|  
                    
                    O empreendimento começou, há exatos oitos anos, 
                    quando uma empresa de insumos criou um projeto inovador inicialmente 
                    com as comunidades de Salvaterra, Soure, Camará e Condeixa 
                    (municípios distantes a 80 quilômetros da capital 
                    de Belém). O trabalho, que reunia 26 famílias, 
                    focava em aproveitar a mão de obra local na coleta 
                    das sementes de andiroba, pracaxi e ucuúba, oriundas 
                    daquela região. 
                    Aos poucos, a iniciativa ganhou forma e se tornou uma alternativa 
                    de conscientização ambiental e de renda (no 
                    período de escassez do pescado), para os moradores 
                    daqueles municípios: Era comum que os pés 
                    de andiroba fossem cortados na região. As famílias 
                    também procuravam outras atividades, como a exploração 
                    indiscriminada dos recursos naturais renováveis, como 
                    a derrubada de árvores.
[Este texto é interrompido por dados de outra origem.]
//! CLI output formatting utilities.
//!
//! Provides consistent formatting for terminal output including colored status
//! messages, human-readable durations, and Unicode symbols.

use std::time::Duration;

use anyhow::Context;
use clap::ValueEnum;
use owo_colors::{OwoColorize, Stream};

use stagegate_lib::execute::StageStatus;
use stagegate_lib::verify::CheckStatus;

#[derive(Debug, Clone, Copy, Default, ValueEnum)]
pub enum OutputFormat {
  #[default]
  Text,
  Json,
}

impl OutputFormat {
  pub fn is_json(self) -> bool {
    matches!(self, OutputFormat::Json)
  }
}

pub mod symbols {
  pub const SUCCESS: &str = "✓";
  pub const ERROR: &str = "✗";
  pub const WARNING: &str = "⚠";
  pub const INFO: &str = "•";
  pub const ARROW: &str = "→";
  pub const SKIPPED: &str = "-";
  pub const BLOCKED: &str = "⊘";
}

pub fn truncate_hash(hash: &str) -> &str {
  let len = hash.len().min(12);
  &hash[..len]
}

pub fn format_duration(duration: Duration) -> String {
  let secs = duration.as_secs();
  let millis = duration.subsec_millis();

  if secs >= 60 {
    let mins = secs / 60;
    let remaining_secs = secs % 60;
    format!("{}m {}s", mins, remaining_secs)
  } else if secs > 0 {
    format!("{}.{:02}s", secs, millis / 10)
  } else {
    format!("{}ms", millis)
  }
}

/// Colored marker for a stage outcome.
pub fn stage_symbol(status: &StageStatus) -> String {
  match status {
    StageStatus::Succeeded => symbols::SUCCESS.if_supports_color(Stream::Stdout, |s| s.green()).to_string(),
    StageStatus::Failed => symbols::ERROR.if_supports_color(Stream::Stdout, |s| s.red()).to_string(),
    StageStatus::Blocked { .. } => symbols::BLOCKED.if_supports_color(Stream::Stdout, |s| s.yellow()).to_string(),
    StageStatus::Pending | StageStatus::Running => symbols::INFO.to_string(),
  }
}

/// Colored marker for a check outcome.
pub fn check_symbol(status: CheckStatus) -> String {
  match status {
    CheckStatus::Pass => symbols::SUCCESS.if_supports_color(Stream::Stdout, |s| s.green()).to_string(),
    CheckStatus::Fail => symbols::ERROR.if_supports_color(Stream::Stdout, |s| s.red()).to_string(),
    CheckStatus::Skipped => symbols::SKIPPED.if_supports_color(Stream::Stdout, |s| s.dimmed()).to_string(),
  }
}

pub fn dimmed(text: &str) -> String {
  text.if_supports_color(Stream::Stdout, |s| s.dimmed()).to_string()
}

pub fn print_success(message: &str) {
  println!(
    "{} {}",
    symbols::SUCCESS.if_supports_color(Stream::Stdout, |s| s.green()),
    message
  );
}

pub fn print_error(message: &str) {
  eprintln!(
    "{} {}",
    symbols::ERROR.if_supports_color(Stream::Stderr, |s| s.red()),
    message.if_supports_color(Stream::Stderr, |s| s.red())
  );
}

pub fn print_warning(message: &str) {
  eprintln!(
    "{} {}",
    symbols::WARNING.if_supports_color(Stream::Stderr, |s| s.yellow()),
    message.if_supports_color(Stream::Stderr, |s| s.yellow())
  );
}

pub fn print_info(message: &str) {
  println!(
    "{} {}",
    symbols::INFO.if_supports_color(Stream::Stdout, |s| s.blue()),
    message
  );
}

pub fn print_stat(label: &str, value: &str) {
  println!(
    "  {}: {}",
    label.if_supports_color(Stream::Stdout, |s| s.dimmed()),
    value
  );
}

pub fn print_json<T: serde::Serialize>(value: &T) -> anyhow::Result<()> {
  let json = serde_json::to_string_pretty(value).context("Failed to serialize to JSON")?;
  println!("{}", json);
  Ok(())
}
//! Persisted run records and the stage cache.
//!
//! # Storage Layout
//!
//! ```text
//! {data_dir}/
//! ├── runs/
//! │   ├── index.json      # RunIndex: metadata of every persisted run
//! │   └── <run-id>.json   # RunRecord: full report and ledger of one run
//! └── cache/
//!     └── <key>.json      # CacheEntry: outputs of one successful stage
//! ```
//!
//! All writes go to a temporary file first and are renamed into place.

use std::fs;
use std::io;
use std::path::{Path, PathBuf};
use std::time::{SystemTime, UNIX_EPOCH};

use serde::{Deserialize, Serialize};
use thiserror::Error;
use tracing::debug;

use crate::descriptor::StageId;
use crate::execute::RunReport;
use crate::platform::paths::data_dir;
use crate::util::hash::ObjectHash;

use super::CacheEntry;

const RUNS_DIR: &str = "runs";
const CACHE_DIR: &str = "cache";
const INDEX_FILENAME: &str = "index.json";

/// Current version of the run index format.
pub const RUN_INDEX_VERSION: u32 = 1;

#[derive(Debug, Error)]
pub enum StoreError {
  #[error("failed to create directory: {0}")]
  CreateDir(#[source] io::Error),

  #[error("failed to read: {0}")]
  Read(#[source] io::Error),

  #[error("failed to write: {0}")]
  Write(#[source] io::Error),

  #[error("failed to parse: {0}")]
  Parse(#[source] serde_json::Error),

  #[error("failed to serialize: {0}")]
  Serialize(#[source] serde_json::Error),

  #[error("run not found: {0}")]
  NotFound(String),

  #[error("unsupported run index version: {0}")]
  UnsupportedVersion(u32),
}

/// One persisted run.
#[derive(Debug, Clone, PartialEq, Serialize, Deserialize)]
pub struct RunRecord {
  pub id: String,
  pub created_at: u64,
  #[serde(default, skip_serializing_if = "Option::is_none")]
  pub descriptor: Option<PathBuf>,
  pub report: RunReport,
}

impl RunRecord {
  pub fn new(report: RunReport, descriptor: Option<PathBuf>) -> Self {
    Self {
      id: report.run_id.clone(),
      created_at: unix_now(),
      descriptor,
      report,
    }
  }

  pub fn to_metadata(&self) -> RunMetadata {
    RunMetadata {
      id: self.id.clone(),
      created_at: self.created_at,
      target: self.report.target.clone(),
      succeeded: self.report.succeeded,
      stage_count: self.report.stages.len(),
      artifact_count: self.report.artifacts.len(),
    }
  }
}

/// Index entry for a persisted run.
#[derive(Debug, Clone, PartialEq, Eq, Serialize, Deserialize)]
pub struct RunMetadata {
  pub id: String,
  pub created_at: u64,
  pub target: StageId,
  pub succeeded: bool,
  pub stage_count: usize,
  pub artifact_count: usize,
}

#[derive(Debug, Clone, PartialEq, Eq, Serialize, Deserialize)]
pub struct RunIndex {
  pub version: u32,
  pub runs: Vec<RunMetadata>,
}

impl Default for RunIndex {
  fn default() -> Self {
    Self {
      version: RUN_INDEX_VERSION,
      runs: Vec::new(),
    }
  }
}

/// Disk storage for run records and cache entries.
#[derive(Debug, Clone)]
pub struct LedgerStore {
  base_path: PathBuf,
}

impl LedgerStore {
  pub fn new(base_path: PathBuf) -> Self {
    Self { base_path }
  }

  /// Store rooted at the data directory.
  pub fn default_store() -> Self {
    Self::new(data_dir())
  }

  pub fn base_path(&self) -> &Path {
    &self.base_path
  }

  fn runs_dir(&self) -> PathBuf {
    self.base_path.join(RUNS_DIR)
  }

  fn cache_dir(&self) -> PathBuf {
    self.base_path.join(CACHE_DIR)
  }

  fn run_path(&self, id: &str) -> PathBuf {
    self.runs_dir().join(format!("{}.json", id))
  }

  fn cache_path(&self, key: &ObjectHash) -> PathBuf {
    self.cache_dir().join(format!("{}.json", key.0))
  }

  pub fn load_index(&self) -> Result<RunIndex, StoreError> {
    let content = match fs::read_to_string(self.runs_dir().join(INDEX_FILENAME)) {
      Ok(content) => content,
      Err(e) if e.kind() == io::ErrorKind::NotFound => return Ok(RunIndex::default()),
      Err(e) => return Err(StoreError::Read(e)),
    };

    let index: RunIndex = serde_json::from_str(&content).map_err(StoreError::Parse)?;
    if index.version != RUN_INDEX_VERSION {
      return Err(StoreError::UnsupportedVersion(index.version));
    }
    Ok(index)
  }

  /// Persist a run and add it to the index.
  pub fn save_run(&self, record: &RunRecord) -> Result<(), StoreError> {
    write_json_atomic(&self.run_path(&record.id), record)?;

    let mut index = self.load_index()?;
    index.runs.retain(|r| r.id != record.id);
    index.runs.push(record.to_metadata());
    write_json_atomic(&self.runs_dir().join(INDEX_FILENAME), &index)?;

    debug!(run = %record.id, "saved run record");
    Ok(())
  }

  pub fn load_run(&self, id: &str) -> Result<RunRecord, StoreError> {
    let content = fs::read_to_string(self.run_path(id)).map_err(|e| {
      if e.kind() == io::ErrorKind::NotFound {
        StoreError::NotFound(id.to_string())
      } else {
        StoreError::Read(e)
      }
    })?;
    serde_json::from_str(&content).map_err(StoreError::Parse)
  }

  /// Persisted runs, oldest first.
  pub fn list_runs(&self) -> Result<Vec<RunMetadata>, StoreError> {
    Ok(self.load_index()?.runs)
  }

  /// The most recently persisted run, if any.
  pub fn latest_run(&self) -> Result<Option<RunMetadata>, StoreError> {
    Ok(self.load_index()?.runs.pop())
  }

  pub fn load_cache(&self, key: &ObjectHash) -> Result<Option<CacheEntry>, StoreError> {
    match fs::read_to_string(self.cache_path(key)) {
      Ok(content) => serde_json::from_str(&content).map(Some).map_err(StoreError::Parse),
      Err(e) if e.kind() == io::ErrorKind::NotFound => Ok(None),
      Err(e) => Err(StoreError::Read(e)),
    }
  }

  pub fn save_cache(&self, entry: &CacheEntry) -> Result<(), StoreError> {
    write_json_atomic(&self.cache_path(&entry.key), entry)
  }
}

fn write_json_atomic<T: Serialize>(path: &Path, value: &T) -> Result<(), StoreError> {
  if let Some(dir) = path.parent() {
    fs::create_dir_all(dir).map_err(StoreError::CreateDir)?;
  }
  let content = serde_json::to_string_pretty(value).map_err(StoreError::Serialize)?;
  let temp_path = path.with_extension("json.tmp");
  fs::write(&temp_path, content).map_err(StoreError::Write)?;
  fs::rename(&temp_path, path).map_err(StoreError::Write)
}

pub(crate) fn unix_now() -> u64 {
  SystemTime::now()
    .duration_since(UNIX_EPOCH)
    .map(|d| d.as_secs())
    .unwrap_or(0)
}
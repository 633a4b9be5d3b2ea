//! Platform resolution: the effective platform of every stage.
//!
//! Resolution is pure: the same graph, registry and override always give the
//! same result. Precedence, highest first:
//!
//! 1. a complete run-wide override
//! 2. the stage's declared platform
//! 3. conflict among upstream declared platforms (an error)
//! 4. the base image's registered platform
//! 5. the platform all upstream stages agree on
//!
//! A partial override (`os/arch` only) is layered on the result of 2–5.

use std::collections::BTreeMap;
use std::fmt;

use serde::{Deserialize, Serialize};
use thiserror::Error;

use crate::descriptor::StageId;
use crate::platform::{ImageRegistry, PlatformOverride, PlatformTarget};

use super::StageGraph;

#[derive(Debug, Clone, PartialEq, Eq, Error, Serialize, Deserialize)]
pub enum ResolveError {
  #[error("stage '{stage}' has no declared platform and its upstreams disagree: {}", Conflicts(.conflicts))]
  Ambiguity {
    stage: StageId,
    conflicts: Vec<(StageId, PlatformTarget)>,
  },

  #[error("stage '{stage}' has no declared platform and base image '{image}' is not in the registry")]
  UnknownBaseImage { stage: StageId, image: String },

  #[error("stage '{0}' is not part of the graph")]
  UnknownStage(StageId),
}

struct Conflicts<'a>(&'a [(StageId, PlatformTarget)]);

impl fmt::Display for Conflicts<'_> {
  fn fmt(&self, f: &mut fmt::Formatter<'_>) -> fmt::Result {
    for (i, (stage, platform)) in self.0.iter().enumerate() {
      if i > 0 {
        write!(f, ", ")?;
      }
      write!(f, "{} = {}", stage, platform)?;
    }
    Ok(())
  }
}

/// Resolve one stage's effective platform.
pub fn resolve_effective_platform(
  stage_id: &StageId,
  graph: &StageGraph,
  registry: &ImageRegistry,
  over: Option<&PlatformOverride>,
) -> Result<PlatformTarget, ResolveError> {
  let stage = graph
    .stage(stage_id)
    .ok_or_else(|| ResolveError::UnknownStage(stage_id.clone()))?;

  if let Some(full) = over.and_then(PlatformOverride::complete) {
    return Ok(full);
  }

  let resolved = match &stage.platform {
    Some(declared) => declared.clone(),
    None => inherit(stage_id, &stage.base_image, graph, registry)?,
  };

  Ok(match over {
    Some(partial) => partial.apply(&resolved),
    None => resolved,
  })
}

fn inherit(
  stage_id: &StageId,
  base_image: &str,
  graph: &StageGraph,
  registry: &ImageRegistry,
) -> Result<PlatformTarget, ResolveError> {
  let declared: Vec<(StageId, PlatformTarget)> = graph
    .upstream(stage_id)
    .into_iter()
    .filter_map(|up| {
      let platform = graph.stage(&up)?.platform.clone()?;
      Some((up, platform))
    })
    .collect();

  let first = declared.first().map(|(_, p)| p);
  if declared.iter().any(|(_, p)| Some(p) != first) {
    return Err(ResolveError::Ambiguity {
      stage: stage_id.clone(),
      conflicts: declared,
    });
  }

  if let Some(platform) = registry.lookup(base_image) {
    return Ok(platform.clone());
  }

  first.cloned().ok_or_else(|| ResolveError::UnknownBaseImage {
    stage: stage_id.clone(),
    image: base_image.to_string(),
  })
}

/// Effective platform of every stage in a graph.
#[derive(Debug, Clone, Default, PartialEq, Eq, Serialize, Deserialize)]
#[serde(transparent)]
pub struct ResolvedPlatforms(BTreeMap<StageId, PlatformTarget>);

impl ResolvedPlatforms {
  pub fn get(&self, id: &StageId) -> Option<&PlatformTarget> {
    self.0.get(id)
  }

  pub fn iter(&self) -> impl Iterator<Item = (&StageId, &PlatformTarget)> {
    self.0.iter()
  }

  pub fn len(&self) -> usize {
    self.0.len()
  }

  pub fn is_empty(&self) -> bool {
    self.0.is_empty()
  }
}

/// Resolve every stage, collecting all failures rather than stopping at the first.
pub fn resolve_all(
  graph: &StageGraph,
  registry: &ImageRegistry,
  over: Option<&PlatformOverride>,
) -> Result<ResolvedPlatforms, Vec<ResolveError>> {
  let mut resolved = BTreeMap::new();
  let mut errors = Vec::new();

  for stage in graph.stages() {
    match resolve_effective_platform(&stage.id, graph, registry, over) {
      Ok(platform) => {
        resolved.insert(stage.id.clone(), platform);
      }
      Err(e) => errors.push(e),
    }
  }

  if errors.is_empty() {
    Ok(ResolvedPlatforms(resolved))
  } else {
    Err(errors)
  }
}
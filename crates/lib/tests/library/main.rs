//! End-to-end tests driving descriptors through the shell executor.

#![cfg(unix)]

mod common;
mod cache_tests;
mod pipeline_tests;
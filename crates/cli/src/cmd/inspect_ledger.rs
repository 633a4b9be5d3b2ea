//! Implementation of the `stagegate inspect-ledger` command.
//!
//! Prints the artifact ledger of a persisted run: every recorded artifact,
//! the stage that produced it, its kind, content hash and provenance.

use std::process::ExitCode;

use anyhow::{Context, Result, bail};

use stagegate_lib::ledger::{Artifact, LedgerStore};

use crate::cmd::build::print_report;
use crate::output::{OutputFormat, dimmed, print_info, print_json, print_stat, truncate_hash};

pub fn cmd_inspect_ledger(
  run_id: Option<&str>,
  stage: Option<&str>,
  verbose: bool,
  format: OutputFormat,
) -> Result<ExitCode> {
  let store = LedgerStore::default_store();

  let id = match run_id {
    Some(id) if id != "latest" => id.to_string(),
    _ => match store.latest_run().context("Failed to load run index")? {
      Some(meta) => meta.id,
      None => bail!("No runs recorded. Run 'stagegate build' first."),
    },
  };

  let record = store
    .load_run(&id)
    .with_context(|| format!("Failed to load run: {}", id))?;

  let artifacts: Vec<&Artifact> = record
    .report
    .artifacts
    .iter()
    .filter(|a| stage.is_none_or(|s| a.stage.as_str() == s))
    .collect();

  if format.is_json() {
    if verbose {
      print_json(&record)?;
    } else {
      print_json(&artifacts)?;
    }
    return Ok(ExitCode::SUCCESS);
  }

  print_stat("Run", &record.id);
  if let Some(descriptor) = &record.descriptor {
    print_stat("Descriptor", &descriptor.display().to_string());
  }
  print_stat("Target", record.report.target.as_str());
  print_stat("Succeeded", &record.report.succeeded.to_string());
  println!();

  if artifacts.is_empty() {
    print_info("No artifacts recorded");
  } else {
    for artifact in &artifacts {
      let provenance = artifact
        .produced_under
        .as_ref()
        .map(ToString::to_string)
        .unwrap_or_else(|| "any".to_string());
      println!("{}:{}", artifact.stage, artifact.path);
      println!(
        "    {}  {}  {}",
        artifact.kind,
        dimmed(truncate_hash(artifact.content_hash.as_str())),
        provenance
      );
    }
  }

  if verbose {
    println!();
    print_report(&record.report);
  }

  Ok(ExitCode::SUCCESS)
}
Outras optavam também 
                    pelos trabalhos nas fazendas da região, o que lhes 
                    garantiam o sustento temporariamente, lembra João 
                    Matos, gerente de biodiversidade da Beraca, a empresa incentivadora 
                    e uma das responsáveis pelo projeto. Como os 
                    municípios estão localizados em regiões 
                    praianas, a única fonte de renda da maioria das famílias 
                    ribeirinhas, era somente o pescado. Porém, os pescadores 
                    já estavam acostumados a passar aperto nos meses de 
                    cheia, quando os peixes migram para outros lugares e ficam 
                    raros na região, completa. 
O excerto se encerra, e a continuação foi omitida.